In his seminal work, Flow: The Psychology of Optimal Experience, Csikszentmihalyi outlined his theory that people are happiest when they are in a state of ‘flow’, that is, a state of concentration or complete absorption within an activity. When people are profoundly involved in an activity – as they are during Pictability© – they experience ‘flow’. The idea of flow is identical to the feeling of being ‘in the zone’ or ‘in the groove’. The flow state is an optimal state of intrinsic motivation, where the person is fully immersed in what they are doing. This is a feeling everyone has at times, characterised by a feeling of great absorption, engagement, fulfillment, and skill.
The ‘Post Traumatic Growth’ (or PTG) theory explains how we can emerge from challenging situations stronger and more resilient than we were before we faced that challenge. The theory was originally described as understanding the positive growth we experience because we have struggled with a highly challenging life circumstance, not despite a highly challenging life circumstance (Tedeschi & Calhoun, 2004). PTG is thus distinct from hope and optimism, in that it links personal growth to the experience of trauma and stress. PTG explains that Nietzschean idea, that what doesn’t kill us, makes us stronger (Jayawickreme & Blackie, 2014). PTG emphasises engagement, empowerment and hope, since it offers the promise of growth and positive transformation from otherwise distressing or traumatic life events.
All of the aforementioned theoretical principles, however beneficial, are not particularly useful if participants are not motivated to engage in the content of Now&Next. As Mora and colleagues (2016) rightly point out, ‘both engagement and motivation are important factors in any learning process’. That is why we have used gamification (sometimes known as ‘serious gaming’) to make sure that Now&Next is not only theoretically rigorous, but also enjoyable and engrossing – that is: engaging – for participants (Surendeleg et al., 2014; Tulloch, 2014).
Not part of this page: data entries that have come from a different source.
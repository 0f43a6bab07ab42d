//! Turn advancement, redeal, and the terminal sweep.
//!
//! Runs after every turn-advancing action: flip the seat, then check
//! whether the incoming player can actually play. An empty incoming
//! hand triggers a redeal while the deck lasts; once the deck is dry
//! and both hands are empty the game finishes: remaining table cards
//! sweep to the last capturer and the scoring engine runs exactly
//! once.

use crate::core::card::Card;
use crate::core::config::GameConfig;
use crate::core::state::{CaptureGroup, GameState};
use crate::deal;

use super::score;

/// Flip the turn, then resolve any deal-cycle boundary it exposes.
pub(crate) fn advance(config: &GameConfig, state: &mut GameState) {
    state.current_player = state.current_player.opponent();

    let incoming = state.current_player;
    if !state.hands[incoming].is_empty() {
        return;
    }

    if !state.deck.is_empty() {
        deal::deal_hands(state, config.hand_size);
        state.round += 1;
        tracing::debug!(round = state.round, "redeal");
    } else if state.hands[incoming.opponent()].is_empty() {
        finish(config, state);
    } else {
        // Deck is dry and only the opponent still holds cards; the
        // turn passes straight back.
        state.current_player = incoming.opponent();
    }
}

/// Terminal transition: sweep, then score.
fn finish(config: &GameConfig, state: &mut GameState) {
    if let Some(capturer) = state.last_capturer {
        let swept: Vec<Card> = state
            .table
            .iter()
            .flat_map(|item| item.cards())
            .collect();
        if !swept.is_empty() {
            state.push_capture(capturer, CaptureGroup::new(swept));
            state.table.clear();
        }
    }
    // With no capturer ever, table cards stay where they are: nobody
    // scores them, and the 40-card census still balances.

    state.game_over = true;

    let (details, winner) = score::score_game(config, state);
    state.scores = details.players.map(|_, breakdown| breakdown.total);
    state.winner = winner;
    state.score_details = Some(details);

    tracing::debug!(winner = ?state.winner, "game over");
}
The final key theoretical foundation for Now&Next is mindfulness. Kathryn Adair and Barbara Fredrickson (2015) define mindfulness as non-judgmental present-moment attention and awareness, which varies across persons and moments. The purpose of mindfulness, then, is to ‘foster greater attention to and awareness of present moment experience’ (Creswell, 2017), although a crucial aspect to mindfulness is to approach such attention without judgement.
Mindfulness is well evidenced to reduce stress and alleviate suffering, including stress, depression and anxiety (Liu et al., 2015), all of which are significant risks for parents of children with disability and developmental delay. Moreover, research suggests that mindfulness may improve social relationships, increase resilience, and promote emotional regulation (Brown, Ryan & Creswell, 2007). Indeed, mindfulness is connected to greater ‘inner peace’, by helping us to ‘re-perceive’ our experiences with clarity, objectivity and perspective, as well as promoting self-acceptance through inviting us to accept without judgement our emotions and thoughts (Liu et al., 2015).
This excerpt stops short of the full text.